それは、「20年前、20代後半の若い時の失敗です。まだ携帯電話もインターネットも普及していない時代でした」と女性は言う。
出張前日に上司に商談場所を確認したところ、「静岡にある」と聞いた女性。確かにプレゼンの主催者は静岡支店の社員だった。ここで、「本来なら営業部長さんに問い合わせていたメールの返事を確認してから準備すべきだった」と女性は振り返る。しかし……
「ちょうどその日は製作所の夏祭りの日。
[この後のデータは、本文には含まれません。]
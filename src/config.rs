//! Layered CLI configuration (EXPANSION → "Configuration & Mnemonic
//! Maps"): a `dmtk.toml` sidecar file, overridable by CLI flags, in the
//! shape the corpus's CLI tools commonly use for user-editable settings.

use std::path::{Path, PathBuf};

use serde::{Deserialize, Serialize};

use crate::error::{Error, Result};

#[derive(Debug, Clone, Serialize, Deserialize)]
#[serde(default)]
pub struct DmtkConfig {
    /// Archive container version assumed when `--version`/detection
    /// heuristics are inconclusive.
    pub default_archive_version: Option<u32>,
    /// Script family version assumed when not given explicitly.
    pub default_script_version: Option<u32>,
    /// Path to an eclmap file loaded automatically unless `--map`
    /// overrides it.
    pub default_eclmap: Option<PathBuf>,
    /// Whether filenames and script string literals are transcoded
    /// through CP932 on the way in/out.
    pub cp932: bool,
    /// Treat cp932 transcoding errors as warnings instead of failures.
    pub lossy_text: bool,
}

impl Default for DmtkConfig {
    fn default() -> Self {
        Self {
            default_archive_version: None,
            default_script_version: None,
            default_eclmap: None,
            cp932: false,
            lossy_text: true,
        }
    }
}

impl DmtkConfig {
    /// Loads `dmtk.toml` from `path`, falling back to defaults if the
    /// file does not exist.
    pub fn load(path: &Path) -> Result<Self> {
        match std::fs::read_to_string(path) {
            Ok(text) => toml::from_str(&text).map_err(|e| Error::format(format!("dmtk.toml: {e}"))),
            Err(e) if e.kind() == std::io::ErrorKind::NotFound => Ok(Self::default()),
            Err(e) => Err(Error::Io(e)),
        }
    }

    /// Merges CLI-supplied overrides on top of the loaded config; `Some`
    /// values from `overrides` always win.
    pub fn merged_with(mut self, archive_version: Option<u32>, script_version: Option<u32>, eclmap: Option<PathBuf>) -> Self {
        if archive_version.is_some() {
            self.default_archive_version = archive_version;
        }
        if script_version.is_some() {
            self.default_script_version = script_version;
        }
        if eclmap.is_some() {
            self.default_eclmap = eclmap;
        }
        self
    }
}

#[cfg(test)]
mod tests {
    use super::*;

    #[test]
    fn missing_config_file_falls_back_to_defaults() {
        let config = DmtkConfig::load(Path::new("/nonexistent/dmtk.toml")).unwrap();
        assert_eq!(config.default_archive_version, None);
        assert!(!config.cp932);
    }

    #[test]
    fn parses_a_toml_config() {
        let dir = std::env::temp_dir().join("dmtk_config_test_parses_a_toml_config");
        std::fs::create_dir_all(&dir).unwrap();
        let path = dir.join("dmtk.toml");
        std::fs::write(&path, "default_archive_version = 95\ncp932 = true\n").unwrap();
        let config = DmtkConfig::load(&path).unwrap();
        assert_eq!(config.default_archive_version, Some(95));
        assert!(config.cp932);
    }

    #[test]
    fn cli_overrides_win_over_the_loaded_file() {
        let config = DmtkConfig {
            default_archive_version: Some(2),
            ..Default::default()
        }
        .merged_with(Some(95), None, None);
        assert_eq!(config.default_archive_version, Some(95));
    }
}
//! The version 75 container, ported from `th75_create`/`th75_write`/
//! `th75_close` in the original `datpacker-th75.c`.
//!
//! No compression anywhere (`zsize` always equals `size`). The directory
//! is a flat array of fixed 108-byte records (100-byte name, size, offset)
//! straight after a 2-byte entry count, obfuscated with a quadratic
//! keystream instead of the block cipher the other variants share. Like
//! v2, the directory precedes the bodies, so entries are buffered until
//! `close` knows the final count.

use crate::archive::entry::Entry;
use crate::error::{Error, Result};
use crate::io::{Io, Whence};

const RECORD_SIZE: usize = 108;
const NAME_SIZE: usize = 100;

/// Applies the `k += t; t += 77` keystream in place, starting from
/// `k = t = 100` as the original packer does for both directions (XOR is
/// its own inverse, so encode and decode share this helper).
fn apply_keystream(buffer: &mut [u8]) {
    let mut k: u8 = 100;
    let mut t: u8 = 100;
    for b in buffer.iter_mut() {
        *b ^= k;
        k = k.wrapping_add(t);
        t = t.wrapping_add(77);
    }
}

/// Backslash-normalizes a path the way `th75_process_name` does before a
/// name is committed to the directory.
fn normalize_name(name: &str) -> String {
    name.chars().map(|c| if c == '/' { '\\' } else { c }).collect()
}

pub struct ArchiveV75 {
    pub io: Io,
    pub entries: Vec<Entry>,
    pending: Vec<(String, Vec<u8>)>,
}

impl ArchiveV75 {
    pub fn open(mut io: Io) -> Result<Self> {
        io.seek(Whence::Start, 0)?;
        let count = u16::from_le_bytes(io.read_to_vec(2)?.try_into().unwrap()) as usize;

        let list_size = RECORD_SIZE * count;
        let mut buffer = io.read_to_vec(list_size)?;
        apply_keystream(&mut buffer);

        let mut entries = Vec::with_capacity(count);
        for i in 0..count {
            let rec = &buffer[i * RECORD_SIZE..(i + 1) * RECORD_SIZE];
            let namelen = rec[..NAME_SIZE].iter().position(|&b| b == 0).unwrap_or(NAME_SIZE);
            let name = String::from_utf8_lossy(&rec[..namelen]).into_owned();
            let size = u32::from_le_bytes(rec[100..104].try_into().unwrap());
            let offset = u32::from_le_bytes(rec[104..108].try_into().unwrap());
            entries.push(Entry {
                name,
                size,
                zsize: size,
                offset,
                extra: 0,
            });
        }

        Ok(Self {
            io,
            entries,
            pending: Vec::new(),
        })
    }

    pub fn create(io: Io) -> Result<Self> {
        Ok(Self {
            io,
            entries: Vec::new(),
            pending: Vec::new(),
        })
    }

    pub fn add_entry(&mut self, name: &str, data: &[u8]) -> Result<()> {
        let normalized = normalize_name(name);
        if normalized.len() >= NAME_SIZE {
            return Err(Error::validation(format!(
                "v75 archive: entry name '{}' longer than {} bytes",
                normalized,
                NAME_SIZE - 1
            )));
        }
        self.pending.push((normalized, data.to_vec()));
        Ok(())
    }

    pub fn read_entry_data(&mut self, idx: usize) -> Result<Vec<u8>> {
        let entry = self.entries[idx].clone();
        self.io.seek(Whence::Start, entry.offset as i64)?;
        self.io.read_to_vec(entry.size as usize)
    }

    pub fn close(mut self) -> Result<Io> {
        let count = self.pending.len();
        let list_size = RECORD_SIZE * count;
        let header_size = 2 + list_size;

        self.io.seek(Whence::Start, 0)?;
        self.io.write_all(&vec![0u8; header_size])?;

        let mut offset = header_size as u32;
        for (name, data) in std::mem::take(&mut self.pending) {
            self.io.seek(Whence::Start, offset as i64)?;
            self.io.write_all(&data)?;

            self.entries.push(Entry {
                name,
                size: data.len() as u32,
                zsize: data.len() as u32,
                offset,
                extra: 0,
            });
            offset += data.len() as u32;
        }

        let mut buffer = vec![0u8; list_size];
        for (i, entry) in self.entries.iter().enumerate() {
            let rec = &mut buffer[i * RECORD_SIZE..(i + 1) * RECORD_SIZE];
            let raw = entry.name.as_bytes();
            rec[..raw.len()].copy_from_slice(raw);
            rec[100..104].copy_from_slice(&entry.size.to_le_bytes());
            rec[104..108].copy_from_slice(&entry.offset.to_le_bytes());
        }
        apply_keystream(&mut buffer);

        self.io.seek(Whence::Start, 0)?;
        self.io.write_all(&(count as u16).to_le_bytes())?;
        self.io.write_all(&buffer)?;

        Ok(self.io)
    }
}

#[cfg(test)]
mod tests {
    use super::*;

    #[test]
    fn round_trips_uncompressed_entries() {
        let io = Io::new_growable();
        let mut archive = ArchiveV75::create(io).unwrap();
        archive.add_entry("data/a.png", &[5u8; 20]).unwrap();
        archive.add_entry("data/b.png", b"raw bytes").unwrap();
        let io = archive.close().unwrap();

        let mut reopened = ArchiveV75::open(io).unwrap();
        assert_eq!(reopened.entries.len(), 2);
        assert_eq!(reopened.entries[0].name, "data\\a.png");
        assert_eq!(reopened.read_entry_data(0).unwrap(), vec![5u8; 20]);
        assert_eq!(reopened.read_entry_data(1).unwrap(), b"raw bytes");
    }

    #[test]
    fn forward_slashes_in_names_are_normalized_to_backslashes() {
        let io = Io::new_growable();
        let mut archive = ArchiveV75::create(io).unwrap();
        archive.add_entry("a/b/c.txt", b"x").unwrap();
        assert_eq!(archive.pending[0].0, "a\\b\\c.txt");
    }
}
17時に事務所が施錠されてしまうため、メールも電話も使えなくなり、私は疑わずに静岡支店に向かいました」
「しかしながら、開催されるのは、なんと、静岡ではなく名古屋だったのです」
しかも会場名が「第一会議室」で、たまたま静岡営業所にも第一会議室があったため、「名前を見て安堵してしまい、入室して気づかずに待機」してしまったという。
「開催10分前になっても誰も来ない」
「1時間前に到着していたので、誰もいないことにも疑問を感じずに、みんな遅いなー、と、待っていました。が、開催10分前になっても誰も来ないと、さすがにおかしいと気づき始め、本社に電話してみたら、名古屋ですよ、とのこと。その時初めて、行き先を間違って来てしまったことに気がつきました」
さぞかし愕然として焦ったことだろう。女性は
「急いで新幹線で名古屋に向かいましたが、到着したら既に商談は終わっていて、会食のお弁当だけいただいて帰るという、大変はずかしい事件を起こして帰りました」
と肩を落とす。最後に、「その後、商談のたびにネタにされたことは、想像の通りでございます。同時に私は『上司の言うことは間違いがない、ということは無いんだ』と、学びました」と苦笑いで教訓を語った。